++++ Dataset records

//! # Example: stop_fn
//!
//! A callback-pair unit (a fake TCP-ish listener) stopped by a sibling failure.
//!
//! Demonstrates how to:
//! - Pair a run closure with a stop closure using [`StopFnUnit`].
//! - Observe that one failing unit stops every other unit.
//! - Read the aggregated error and the full failure list.
//!
//! ## Flow
//! ```text
//! Supervisor::run()
//!     ├─► spawn listener (waits on Notify), flaky (fails after 1s)
//!     ├─► flaky returns Err ─► shared token cancelled
//!     ├─► listener.request_stop() ─► Notify ─► listener returns
//!     └─► run() returns Err(UnitFailed{unit="flaky"})
//! ```
//!
//! ## Run
//! ```bash
//! cargo run --example stop_fn
//! ```

use std::sync::Arc;
use std::time::Duration;

use groupvisor::{StopFnUnit, Supervisor, SupervisorError, TokenUnit, UnitError};
use tokio::sync::Notify;
use tokio_util::sync::CancellationToken;

#[tokio::main(flavor = "current_thread")]
async fn main() -> anyhow::Result<()> {
    let sup = Supervisor::default();

    // 1. A "server" that only stops when told to
    let shutdown = Arc::new(Notify::new());
    let (wait, wake) = (Arc::clone(&shutdown), shutdown);
    sup.register_unit(
        "listener",
        StopFnUnit::arc(
            move || {
                let wait = Arc::clone(&wait);
                async move {
                    println!("[listener] accepting");
                    wait.notified().await;
                    println!("[listener] closed");
                    Ok(())
                }
            },
            move || {
                println!("[listener] stop requested");
                wake.notify_one();
                async {}
            },
        ),
    );

    // 2. A unit that gives up after a while
    sup.register_unit(
        "flaky",
        TokenUnit::arc(|token: CancellationToken| async move {
            tokio::select! {
                _ = token.cancelled() => Ok(()),
                _ = tokio::time::sleep(Duration::from_secs(1)) => {
                    Err(UnitError::fail("upstream unreachable"))
                }
            }
        }),
    );

    // 3. The failure stops the listener and is reported here
    match sup.run().await {
        Ok(()) => println!("group finished cleanly"),
        Err(SupervisorError::UnitFailed { unit, source }) => {
            println!("unit {unit} failed: {}", source.as_message());
        }
        Err(other) => return Err(other.into()),
    }
    for failure in sup.failures() {
        println!("recorded: [{}] {failure}", failure.as_label());
    }
    Ok(())
}
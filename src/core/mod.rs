//! Runtime core: registration, lifecycle and shutdown.
//!
//! The public entry point is [`Supervisor`], which launches a group of units
//! together, stops them together and aggregates their outcome.
//!
//! Internal modules:
//! - [`supervisor`]: state machine, shutdown listener, result aggregation;
//! - [`handle`]: runs and stops one unit with panic isolation and event publishing;
//! - [`hooks`]: pre-start and after-stop callbacks;
//! - [`shutdown`]: cross-platform OS signal listening;
//! - [`fault`]: captured panics and their replay on waiters;
//! - [`registry`]: insertion-ordered name → value map.

mod builder;
mod config;
mod fault;
mod handle;
mod hooks;
mod registry;
mod shutdown;
mod supervisor;

pub use builder::SupervisorBuilder;
pub use config::SupervisorConfig;
pub use hooks::HookPhase;
pub use registry::OrderedRegistry;
pub use shutdown::Signal;
pub use supervisor::{State, Supervisor};

pub(crate) use fault::panic_message;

++++++++

→ How to complete this task
In full and without change, transcribe every line of the records above.

→ Task response
//! # Example: stop_fn
//!
//! A callback-pair unit (a fake TCP-ish listener) stopped by a sibling failure.
//!
//! Demonstrates how to:
//! - Pair a run closure with a stop closure using [`StopFnUnit`].
//! - Observe that one failing unit stops every other unit.
//! - Read the aggregated error and the full failure list.
//!
//! ## Flow
//! ```text
//! Supervisor::run()
//!     ├─► spawn listener (waits on Notify), flaky (fails after 1s)
//!     ├─► flaky returns Err ─► shared token cancelled
//!     ├─► listener.request_stop() ─► Notify ─► listener returns
//!     └─► run() returns Err(UnitFailed{unit="flaky"})
//! ```
//!
//! ## Run
//! ```bash
//! cargo run --example stop_fn
//! ```

use std::sync::Arc;
use std::time::Duration;

use groupvisor::{StopFnUnit, Supervisor, SupervisorError, TokenUnit, UnitError};
use tokio::sync::Notify;
use tokio_util::sync::CancellationToken;

#[tokio::main(flavor = "current_thread")]
async fn main() -> anyhow::Result<()> {
    let sup = Supervisor::default();

    // 1. A "server" that only stops when told to
    let shutdown = Arc::new(Notify::new());
    let (wait, wake) = (Arc::clone(&shutdown), shutdown);
    sup.register_unit(
        "listener",
        StopFnUnit::arc(
            move || {
                let wait = Arc::clone(&wait);
                async move {
                    println!("[listener] accepting");
                    wait.notified().await;
                    println!("[listener] closed");
                    Ok(())
                }
            },
            move || {
                println!("[listener] stop requested");
                wake.notify_one();
                async {}
            },
        ),
    );

    // 2. A unit that gives up after a while
    sup.register_unit(
        "flaky",
        TokenUnit::arc(|token: CancellationToken| async move {
            tokio::select! {
                _ = token.cancelled() => Ok(()),
                _ = tokio::time::sleep(Duration::from_secs(1)) => {
                    Err(UnitError::fail("upstream unreachable"))
                }
            }
        }),
    );

    // 3. The failure stops the listener and is reported here
    match sup.run().await {
        Ok(()) => println!("group finished cleanly"),
        Err(SupervisorError::UnitFailed { unit, source }) => {
            println!("unit {unit} failed: {}", source.as_message());
        }
        Err(other) => return Err(other.into()),
    }
    for failure in sup.failures() {
        println!("recorded: [{}] {failure}", failure.as_label());
    }
    Ok(())
}
filename src/core/mod.rs
//! Runtime core: registration, lifecycle and shutdown.
//!
//! The public entry point is [`Supervisor`], which launches a group of units
//! together, stops them together and aggregates their outcome.
//!
//! Internal modules:
//! - [`supervisor`]: state machine, shutdown listener, result aggregation;
//! - [`handle`]: runs and stops one unit with panic isolation and event publishing;
//! - [`hooks`]: pre-start and after-stop callbacks;
//! - [`shutdown`]: cross-platform OS signal listening;
//! - [`fault`]: captured panics and their replay on waiters;
//! - [`registry`]: insertion-ordered name → value map.

mod builder;
mod config;
mod fault;
mod handle;
mod hooks;
mod registry;
mod shutdown;
mod supervisor;

pub use builder::SupervisorBuilder;
pub use config::SupervisorConfig;
pub use hooks::HookPhase;
pub use registry::OrderedRegistry;
pub use shutdown::Signal;
pub use supervisor::{State, Supervisor};

pub(crate) use fault::panic_message;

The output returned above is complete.